WHAT THE TASK ASKS = Whenever the string "absolute" turns up in a line below, that line should be copied.

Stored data
***

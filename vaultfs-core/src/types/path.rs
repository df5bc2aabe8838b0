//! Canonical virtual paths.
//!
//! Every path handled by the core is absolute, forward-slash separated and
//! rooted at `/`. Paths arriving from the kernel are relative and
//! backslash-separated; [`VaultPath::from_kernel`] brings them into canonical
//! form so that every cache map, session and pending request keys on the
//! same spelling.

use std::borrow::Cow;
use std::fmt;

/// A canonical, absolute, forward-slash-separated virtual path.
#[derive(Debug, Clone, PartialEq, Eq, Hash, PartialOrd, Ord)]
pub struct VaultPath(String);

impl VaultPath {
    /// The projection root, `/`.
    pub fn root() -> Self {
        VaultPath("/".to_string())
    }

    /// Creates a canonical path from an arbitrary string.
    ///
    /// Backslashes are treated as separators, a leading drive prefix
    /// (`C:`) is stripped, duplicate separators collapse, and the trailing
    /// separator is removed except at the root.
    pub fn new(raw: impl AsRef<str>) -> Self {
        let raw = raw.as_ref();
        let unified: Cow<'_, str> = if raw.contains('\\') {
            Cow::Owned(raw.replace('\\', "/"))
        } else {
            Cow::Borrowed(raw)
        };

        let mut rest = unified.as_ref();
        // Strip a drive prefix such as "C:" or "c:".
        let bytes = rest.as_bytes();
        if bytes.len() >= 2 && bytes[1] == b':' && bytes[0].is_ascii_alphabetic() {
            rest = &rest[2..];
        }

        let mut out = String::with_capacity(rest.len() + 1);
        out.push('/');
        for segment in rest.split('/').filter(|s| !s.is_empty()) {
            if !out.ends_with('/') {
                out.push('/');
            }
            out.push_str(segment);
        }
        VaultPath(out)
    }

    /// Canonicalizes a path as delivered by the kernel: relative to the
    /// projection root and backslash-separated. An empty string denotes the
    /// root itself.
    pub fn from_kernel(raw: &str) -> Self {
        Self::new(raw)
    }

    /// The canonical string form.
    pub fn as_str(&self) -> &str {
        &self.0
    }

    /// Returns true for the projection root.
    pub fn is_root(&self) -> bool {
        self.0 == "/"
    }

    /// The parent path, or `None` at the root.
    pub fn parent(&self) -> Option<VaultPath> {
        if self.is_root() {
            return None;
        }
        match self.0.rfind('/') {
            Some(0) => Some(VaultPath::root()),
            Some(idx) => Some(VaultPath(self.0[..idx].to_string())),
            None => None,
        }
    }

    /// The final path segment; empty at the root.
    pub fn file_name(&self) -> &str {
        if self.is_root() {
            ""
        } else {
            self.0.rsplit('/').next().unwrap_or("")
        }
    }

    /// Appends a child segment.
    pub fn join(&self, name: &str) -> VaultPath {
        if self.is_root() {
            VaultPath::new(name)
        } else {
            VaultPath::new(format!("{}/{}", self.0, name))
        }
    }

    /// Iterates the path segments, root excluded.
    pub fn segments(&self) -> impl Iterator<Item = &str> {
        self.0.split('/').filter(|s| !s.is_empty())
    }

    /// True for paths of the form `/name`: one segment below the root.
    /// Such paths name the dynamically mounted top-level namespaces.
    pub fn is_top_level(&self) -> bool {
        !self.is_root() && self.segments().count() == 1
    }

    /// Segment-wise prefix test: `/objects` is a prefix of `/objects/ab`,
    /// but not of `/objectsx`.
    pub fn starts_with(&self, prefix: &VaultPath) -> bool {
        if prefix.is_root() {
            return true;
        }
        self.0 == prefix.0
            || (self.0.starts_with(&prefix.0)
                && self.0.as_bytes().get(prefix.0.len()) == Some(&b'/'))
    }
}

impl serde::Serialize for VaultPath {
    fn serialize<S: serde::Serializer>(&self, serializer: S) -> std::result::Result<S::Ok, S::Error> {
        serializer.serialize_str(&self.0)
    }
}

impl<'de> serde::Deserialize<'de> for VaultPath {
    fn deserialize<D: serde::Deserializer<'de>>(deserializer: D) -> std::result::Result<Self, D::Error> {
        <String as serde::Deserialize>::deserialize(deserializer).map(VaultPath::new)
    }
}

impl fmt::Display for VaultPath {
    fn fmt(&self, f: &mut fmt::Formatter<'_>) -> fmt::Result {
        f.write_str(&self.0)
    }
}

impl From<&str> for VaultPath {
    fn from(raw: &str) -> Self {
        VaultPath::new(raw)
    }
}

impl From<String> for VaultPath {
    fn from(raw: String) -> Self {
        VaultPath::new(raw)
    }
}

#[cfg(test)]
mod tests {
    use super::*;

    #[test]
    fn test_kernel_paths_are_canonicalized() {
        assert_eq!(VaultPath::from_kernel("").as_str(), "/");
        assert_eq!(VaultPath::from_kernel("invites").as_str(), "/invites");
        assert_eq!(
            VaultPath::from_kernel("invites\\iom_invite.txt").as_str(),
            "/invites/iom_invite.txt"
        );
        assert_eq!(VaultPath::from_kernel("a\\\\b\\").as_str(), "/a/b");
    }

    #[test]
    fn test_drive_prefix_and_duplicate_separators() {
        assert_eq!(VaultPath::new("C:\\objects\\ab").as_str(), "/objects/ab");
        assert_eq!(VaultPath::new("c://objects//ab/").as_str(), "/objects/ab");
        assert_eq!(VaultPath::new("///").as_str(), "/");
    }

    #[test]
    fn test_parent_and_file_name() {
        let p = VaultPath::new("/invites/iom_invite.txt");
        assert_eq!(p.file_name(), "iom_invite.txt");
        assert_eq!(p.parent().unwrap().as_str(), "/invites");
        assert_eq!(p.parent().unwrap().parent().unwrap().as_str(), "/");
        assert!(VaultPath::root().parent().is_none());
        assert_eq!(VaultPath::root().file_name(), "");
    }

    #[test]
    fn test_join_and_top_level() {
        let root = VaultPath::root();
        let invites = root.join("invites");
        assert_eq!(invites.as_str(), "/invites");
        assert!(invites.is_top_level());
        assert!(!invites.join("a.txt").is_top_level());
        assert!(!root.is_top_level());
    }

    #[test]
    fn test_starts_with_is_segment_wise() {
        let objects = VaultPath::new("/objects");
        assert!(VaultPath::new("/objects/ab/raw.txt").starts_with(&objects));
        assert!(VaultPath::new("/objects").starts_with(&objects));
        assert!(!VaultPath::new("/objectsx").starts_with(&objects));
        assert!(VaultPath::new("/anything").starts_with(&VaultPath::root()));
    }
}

***

TASK RESPONSE =
//! Every path handled by the core is absolute, forward-slash separated and
/// A canonical, absolute, forward-slash-separated virtual path.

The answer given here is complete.